3| sevmenin tanrı soluğu,

doyumsuzluk.

daima daha fazlasını istemene neden olan, hastalıklı bi' duygu.

ve çoğu insanı esir altına alan iğrenç olmasına tezat oldukça yoğun, bağımlılık edici bu duygu, aynı şekilde katsuki bakugou'yu da kendi kolları arasına almış durumdaydı.

kaygısız duruşuna uyumlu olan davranışları, hiçbir zaman katsuki'nin doyumsuzluğunu gün yüzüne çıkartmasını engelleyemezdi.

pekala, bu huyundan hoşlanmadığım pek söylenemezdi çünkü;

katsuki etrafındakilere nasıl doyumsuzca yaklaşıyorsa, tıpkı ben de onun gibi, hatta misliyle ona karşı doyumsuzca yaklaşıyor ve onunla konuşuyordum.

öyle ki, katsuki'nin dudakları arasından çıkan her saçma, anlamsız veyahut anlamlı kelimeleri duyduğumda sürekli olarak keşkelere sığınıyordum.

keşke hiç durmasa dudaklarının dansı, sonsuza dek bana karşı konuşsa bu denli, gözlerimizi birbirimizden ayırmasak hiç.

boğuk ve kalın ses tonunun arkasında yatan naiflik, her duyduğumda kalbimin ritmini bozmasına neden olurken, kendime hakim olmaya çalışıyordum, her seferinde çünkü;

doyumsuzluğum öyle bi' raddeye gelmişti ki artık, katsuki'nin korkacağı düşüncesinden çekinmeye başlamıştım.

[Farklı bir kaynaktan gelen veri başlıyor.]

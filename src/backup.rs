//! Snapshot management for the canonical ledger file.
//!
//! Every successful mutation of the ledger is followed by a snapshot: a byte-for-byte copy of the
//! canonical file named `ledger.YYYY-MM-DD-NNN.csv`, where NNN is a sequence number, plus a
//! manifest `ledger.YYYY-MM-DD-NNN.json` recording the record count, the length and a CRC-32
//! of the copy. Snapshots are ordered by the date and sequence number in their names, never by
//! file timestamps, and a snapshot file is never overwritten once written.

use crate::error::BackupError;
use crate::model::{Transaction, ISO_DATE};
use crate::{integrity, Config, Result};
use anyhow::{ensure, Context};
use chrono::{DateTime, Local, NaiveDate, Utc};
use serde::{Deserialize, Serialize};
use std::fmt::{Display, Formatter};
use std::io::{ErrorKind, Write};
use std::path::{Path, PathBuf};
use tempfile::NamedTempFile;
use tracing::{debug, warn};

/// Prefix for snapshot files.
pub const PREFIX: &str = "ledger";

const DATA_EXTENSION: &str = "csv";
const MANIFEST_EXTENSION: &str = "json";

/// Manages snapshot creation, rotation and lookup.
///
/// The `Backup` struct is immutable and owns copies of the paths and settings it needs.
/// Create a new instance via `Config::backup()` or `Backup::new()`.
#[derive(Debug, Clone)]
pub struct Backup {
    backups_dir: PathBuf,
    backup_copies: u32,
}

/// Orders snapshots: by date, then by the sequence number within that date.
#[derive(Debug, Clone, Copy, PartialEq, Eq, PartialOrd, Ord, Hash, Serialize)]
pub struct SnapshotKey {
    date: NaiveDate,
    sequence: u32,
}

impl SnapshotKey {
    pub fn date(&self) -> NaiveDate {
        self.date
    }

    pub fn sequence(&self) -> u32 {
        self.sequence
    }

    fn stem(&self) -> String {
        format!("{PREFIX}.{}-{:03}", self.date.format(ISO_DATE), self.sequence)
    }

    fn data_file_name(&self) -> String {
        format!("{}.{DATA_EXTENSION}", self.stem())
    }

    fn manifest_file_name(&self) -> String {
        format!("{}.{MANIFEST_EXTENSION}", self.stem())
    }
}

impl Display for SnapshotKey {
    fn fmt(&self, f: &mut Formatter<'_>) -> std::fmt::Result {
        f.write_str(&self.data_file_name())
    }
}

/// The sidecar written next to each snapshot so that a damaged copy can be told apart from a
/// faithful one.
#[derive(Debug, Clone, PartialEq, Eq, Serialize, Deserialize)]
pub struct Manifest {
    /// Number of valid records in the snapshot.
    pub records: usize,
    /// Length of the snapshot in bytes.
    pub bytes: u64,
    /// CRC-32 (IEEE) of the snapshot bytes.
    pub crc32: u32,
    pub created_at: DateTime<Utc>,
}

impl Manifest {
    fn describe(contents: &[u8]) -> Self {
        Self {
            records: integrity::check(contents).report.valid_count,
            bytes: contents.len() as u64,
            crc32: crc32fast::hash(contents),
            created_at: Utc::now(),
        }
    }
}

/// A snapshot that has been read and found to be internally consistent.
#[derive(Debug, Clone)]
pub struct SnapshotHandle {
    path: PathBuf,
    key: SnapshotKey,
    contents: Vec<u8>,
    transactions: Vec<Transaction>,
}

impl SnapshotHandle {
    pub fn path(&self) -> &Path {
        &self.path
    }

    pub fn key(&self) -> SnapshotKey {
        self.key
    }

    /// The exact bytes of the snapshot.
    pub fn contents(&self) -> &[u8] {
        &self.contents
    }

    /// The records in the snapshot, in file order.
    pub fn transactions(&self) -> &[Transaction] {
        &self.transactions
    }
}

/// Summary of a snapshot on disk, as listed by [`Backup::list`].
#[derive(Debug, Clone, Serialize)]
pub struct SnapshotInfo {
    pub name: String,
    pub path: PathBuf,
    pub key: SnapshotKey,
    /// `None` when the manifest is missing or unreadable.
    pub manifest: Option<Manifest>,
}

impl Backup {
    /// Creates a new `Backup` instance from a `Config`.
    pub fn new(config: &Config) -> Self {
        Self::with_settings(config.backups(), config.backup_copies())
    }

    /// Creates a new `Backup` instance for `backups_dir` keeping `backup_copies` snapshots.
    pub fn with_settings(backups_dir: impl Into<PathBuf>, backup_copies: u32) -> Self {
        Self {
            backups_dir: backups_dir.into(),
            backup_copies: backup_copies.max(1),
        }
    }

    pub fn backups_dir(&self) -> &Path {
        &self.backups_dir
    }

    /// Writes `contents` as a new snapshot with its manifest, then deletes the oldest snapshots
    /// beyond the retention count.
    ///
    /// Returns a handle to the snapshot that was written.
    pub fn snapshot(&self, contents: &[u8]) -> std::result::Result<SnapshotHandle, BackupError> {
        std::fs::create_dir_all(&self.backups_dir)
            .map_err(|e| BackupError::io(&self.backups_dir, e))?;

        let key = self.next_key(today())?;
        let path = self.backups_dir.join(key.data_file_name());
        let manifest_path = self.backups_dir.join(key.manifest_file_name());

        let manifest = Manifest::describe(contents);
        let manifest_json =
            serde_json::to_vec_pretty(&manifest).map_err(|source| BackupError::Manifest {
                path: manifest_path.clone(),
                source,
            })?;

        self.write_new(&path, contents)?;
        self.write_new(&manifest_path, &manifest_json)?;
        debug!(
            "Saved snapshot {} ({} records)",
            path.display(),
            manifest.records
        );

        self.rotate()?;

        Ok(SnapshotHandle {
            path,
            key,
            contents: contents.to_vec(),
            transactions: integrity::check(contents).transactions,
        })
    }

    /// Returns the newest snapshot that is internally consistent: its manifest (when there is
    /// one) matches its bytes and the integrity check finds no damaged lines. Damaged snapshots
    /// are skipped, walking back through history until one validates or none are left.
    pub fn latest_valid(&self) -> Option<SnapshotHandle> {
        let keys = match self.keys() {
            Ok(keys) => keys,
            Err(e) => {
                warn!("Unable to list snapshots: {e}");
                return None;
            }
        };

        for key in keys.into_iter().rev() {
            match self.verify(key) {
                Ok(handle) => return Some(handle),
                Err(e) => warn!("Skipping snapshot {key}: {e:#}"),
            }
        }
        None
    }

    /// Lists the snapshots on disk, oldest first.
    pub fn list(&self) -> std::result::Result<Vec<SnapshotInfo>, BackupError> {
        Ok(self
            .keys()?
            .into_iter()
            .map(|key| SnapshotInfo {
                name: key.data_file_name(),
                path: self.backups_dir.join(key.data_file_name()),
                key,
                manifest: self.read_manifest(key).ok().flatten(),
            })
            .collect())
    }

    /// Returns the key for a new snapshot. Sequence numbers restart each day, but if the newest
    /// existing snapshot is dated after `today` (the clock moved backwards) its date is reused so
    /// that the new snapshot still sorts last.
    fn next_key(&self, today: NaiveDate) -> std::result::Result<SnapshotKey, BackupError> {
        let key = match self.keys()?.last() {
            Some(latest) if latest.date >= today => SnapshotKey {
                date: latest.date,
                sequence: latest
                    .sequence
                    .checked_add(1)
                    .ok_or(BackupError::SequenceExhausted { date: latest.date })?,
            },
            _ => SnapshotKey {
                date: today,
                sequence: 1,
            },
        };
        Ok(key)
    }

    /// Returns the keys of all snapshot data files, sorted oldest first.
    fn keys(&self) -> std::result::Result<Vec<SnapshotKey>, BackupError> {
        let dir = match std::fs::read_dir(&self.backups_dir) {
            Ok(dir) => dir,
            Err(e) if e.kind() == ErrorKind::NotFound => return Ok(Vec::new()),
            Err(e) => return Err(BackupError::io(&self.backups_dir, e)),
        };

        let mut keys = Vec::new();
        for entry in dir {
            let entry = entry.map_err(|e| BackupError::io(&self.backups_dir, e))?;
            let file_name = entry.file_name();
            if let Some(key) = parse_key(&file_name.to_string_lossy()) {
                keys.push(key);
            }
        }
        keys.sort();
        Ok(keys)
    }

    /// Deletes the oldest snapshots (and their manifests), keeping only `backup_copies`. If none
    /// of the kept snapshots is consistent, the newest consistent older one is kept as well.
    fn rotate(&self) -> std::result::Result<(), BackupError> {
        let keys = self.keys()?;
        let to_delete = keys.len().saturating_sub(self.backup_copies as usize);
        if to_delete == 0 {
            return Ok(());
        }
        let (old, kept) = keys.split_at(to_delete);
        let spare = if kept.iter().rev().any(|key| self.verify(*key).is_ok()) {
            None
        } else {
            old.iter().rev().copied().find(|key| self.verify(*key).is_ok())
        };
        if let Some(spare) = spare {
            warn!("Keeping {spare} beyond the retention count, it is the newest good snapshot");
        }

        for key in old.iter().copied().filter(|key| Some(*key) != spare) {
            for name in [key.data_file_name(), key.manifest_file_name()] {
                let path = self.backups_dir.join(name);
                match std::fs::remove_file(&path) {
                    Ok(()) => debug!("Removed old snapshot file {}", path.display()),
                    Err(e) if e.kind() == ErrorKind::NotFound => {}
                    Err(e) => return Err(BackupError::io(path, e)),
                }
            }
        }
        Ok(())
    }

    /// Writes `contents` to a temporary file in the backups directory and moves it to `path`,
    /// failing if `path` already exists.
    fn write_new(&self, path: &Path, contents: &[u8]) -> std::result::Result<(), BackupError> {
        let mut tmp =
            NamedTempFile::new_in(&self.backups_dir).map_err(|e| BackupError::io(path, e))?;
        tmp.write_all(contents)
            .and_then(|_| tmp.as_file().sync_all())
            .map_err(|e| BackupError::io(tmp.path(), e))?;
        tmp.persist_noclobber(path).map_err(|e| {
            if e.error.kind() == ErrorKind::AlreadyExists {
                BackupError::Exists {
                    path: path.to_path_buf(),
                }
            } else {
                BackupError::io(path, e.error)
            }
        })?;
        Ok(())
    }

    fn read_manifest(&self, key: SnapshotKey) -> Result<Option<Manifest>> {
        let path = self.backups_dir.join(key.manifest_file_name());
        let json = match std::fs::read(&path) {
            Ok(json) => json,
            Err(e) if e.kind() == ErrorKind::NotFound => return Ok(None),
            Err(e) => {
                return Err(e).with_context(|| format!("Unable to read {}", path.display()))
            }
        };
        let manifest = serde_json::from_slice(&json)
            .with_context(|| format!("Unable to parse manifest {}", path.display()))?;
        Ok(Some(manifest))
    }

    /// Reads a snapshot and checks it against its manifest and the integrity checker.
    fn verify(&self, key: SnapshotKey) -> Result<SnapshotHandle> {
        let path = self.backups_dir.join(key.data_file_name());
        let contents = std::fs::read(&path)
            .with_context(|| format!("Unable to read snapshot {}", path.display()))?;

        let manifest = self.read_manifest(key)?;
        match &manifest {
            Some(manifest) => {
                ensure!(
                    manifest.bytes == contents.len() as u64,
                    "length {} does not match the manifest ({})",
                    contents.len(),
                    manifest.bytes
                );
                ensure!(
                    manifest.crc32 == crc32fast::hash(&contents),
                    "checksum does not match the manifest"
                );
            }
            None => debug!("Snapshot {key} has no manifest, relying on the integrity check"),
        }

        let scan = integrity::check(&contents);
        ensure!(
            scan.report.is_clean(),
            "integrity check failed: {}",
            scan.report
        );
        if let Some(manifest) = manifest {
            ensure!(
                manifest.records == scan.report.valid_count,
                "{} records found but the manifest lists {}",
                scan.report.valid_count,
                manifest.records
            );
        }

        Ok(SnapshotHandle {
            path,
            key,
            contents,
            transactions: scan.transactions,
        })
    }
}

/// Returns today's local date.
fn today() -> NaiveDate {
    Local::now().date_naive()
}

/// Parses the key from a snapshot data file name such as `ledger.2025-12-14-001.csv`.
/// Returns None for manifests, temporary files and anything else.
fn parse_key(filename: &str) -> Option<SnapshotKey> {
    let rest = filename
        .strip_prefix(PREFIX)?
        .strip_prefix('.')?
        .strip_suffix(DATA_EXTENSION)?
        .strip_suffix('.')?;

    // YYYY-MM-DD-NNN
    let (date, digits) = rest.rsplit_once('-')?;
    if digits.is_empty() || !digits.bytes().all(|b| b.is_ascii_digit()) {
        return None;
    }
    let key = SnapshotKey {
        date: NaiveDate::parse_from_str(date, ISO_DATE).ok()?,
        sequence: digits.parse().ok()?,
    };
    // Only the name this key would be written under, so `-1` and `-0001` never alias `-001`.
    (key.data_file_name() == filename).then_some(key)
}
use crate::commands::Out;
use crate::{Config, Result};
use anyhow::Context;
use serde::Serialize;
use std::path::PathBuf;

/// The snapshot that `ledger restore` copied over the ledger file.
#[derive(Debug, Clone, Serialize)]
pub struct Restored {
    pub snapshot: PathBuf,
    pub records: usize,
}

/// Replaces the ledger file with the newest good snapshot.
pub fn restore(config: &Config) -> Result<Out<Restored>> {
    let snapshot = config
        .store()
        .restore_latest()
        .context("Unable to restore the ledger")?;
    let restored = Restored {
        snapshot: snapshot.path().to_path_buf(),
        records: snapshot.transactions().len(),
    };
    Ok(Out::new(
        format!(
            "Restored {} record(s) from {}",
            restored.records,
            restored.snapshot.display()
        ),
        restored,
    ))
}

#[cfg(test)]
mod tests {
    use super::*;
    use crate::model::Candidate;
    use crate::test::TestEnv;

    #[test]
    fn test_restore() {
        let env = TestEnv::new();
        env.store()
            .append(&Candidate::new("2024-01-01", "5", "Gift", ""))
            .unwrap();
        let good = env.read_ledger();
        env.write_ledger("garbage");

        let out = restore(&env.config()).unwrap();
        assert_eq!(out.structure().unwrap().records, 1);
        assert_eq!(env.read_ledger(), good);
    }

    #[test]
    fn test_restore_without_snapshots() {
        let env = TestEnv::new();
        let err = restore(&env.config()).unwrap_err();
        assert!(format!("{err:#}").contains("no valid snapshot"), "{err:#}");
    }
}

parmaklarım, yumuşak saç telleri arasında gezinirken zihnimden geçirdiğim düşünceler, pelte pelte olup yavaşça kaybolurken aklıma her geldiğinde olduğu gibi kalp atışlarım hızlanırken, kafamı kucağıma çevirdim ve ona baktım.

ay ışığında parlayan kusursuz çehresi, içimin titremesine neden olurken yüzümü yüzüne yaklaştırmış ve derin bi' nefes alarak, ciğerlerimi limon çiçeği kokusuyla şenlendirmiştim. ardından, dudaklarımı yüzünün birkaç yerinde gezdirdikten sonra, eski halimi aldım ve parmaklarımı, umutlarımı sığdırdığım saç tellerinde gezdirmeye başladım.

dudaklarım, her gece olduğu gibi yeniden titremeye başlarken, gözyaşlarım hızla yanağımı geçerek, katsuki'nin saçlarının arasına karıştı.

"güneş doğduğunda," dedim ve dudaklarımı birbirine bastırdım "beni hatırlamayacağın düşüncesine katlanamıyorum."

"her gece, senin için bi' yabancıdan fazlası olmadığım düşüncesinden ve senin bunları dahi hatırlamayacağın gerçeğinden, nefret ediyorum."

gözyaşlarım, yanaklarımı hızla yakıp geçerken hıçkırıklarımı içime atmaya çalışarak dudaklarımı sertçe birbirine bastırdım.

kucağımda kıpırdanan katsuki, göğsüme büyük bir yük yüklerken titrek bir nefes aldım ve yeşillerimi ondan kaçırdım.

her şeyin en başına dönmemiz gerekirse eğer -ki ben, her daim, katsuki ile ilk tanıştığımız zamanlarda günlerimi geçirmek istemişimdir-, katsuki ile lisede tanışmış ve lisede sevgili olmuştuk.

olağanüstü bi' tanışma hikayemiz olmasa dahi, sıradan bi' okul çıkışı, gergin bir çehreyle elinde sımsıkı bir biçimde elinde menekşe tuttuğu için güldüğüm adamın, menekşelerin sahibinin ben olduğunu öğrendiğim vakit, olaylar sapa sarmaya başlamıştı.

katsuki ile aynı lisede okumuyorduk lakin okullarımız karşılıklıydı ve daima, konumu böyle olan her iki okul gibi, haftada en az bir veya iki defa kavga olurdu. o yüzdendir ki, katsuki'yi pek ciddiye almamıştım o zamanlarda.